//! Typed application state and its PLY persistence.
//!
//! - [`Variant`] - one typed matrix or list payload
//! - [`VariantStore`] - named variants with prefix scoping and typed get/set
//! - [`VariantStore::read`] / [`VariantStore::write`] - decode and encode
//! - [`diff`] - structural and value comparison of two stores
//! - [`is_serialized_file`] - header-only format probe

mod variant;
mod store;
mod serializable;
mod progress;
mod decode;
mod encode;
mod diff;
mod probe;
mod display;

pub use variant::{Payload, Shape, Variant, VariantElement, VariantType};
pub use store::*;
pub use serializable::*;
pub use progress::ProgressFn;
pub use decode::ReadOptions;
pub use encode::WriteOptions;
pub use diff::{diff, diff_with};
pub use probe::{is_serialized_file, STATE_MARKER};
****************
> [WORK ORDER]
Copy each line from the data that features the string "VariantStore".

> [YOUR SOLUTION]
//! - [`VariantStore`] - named variants with prefix scoping and typed get/set
//! - [`VariantStore::read`] / [`VariantStore::write`] - decode and encode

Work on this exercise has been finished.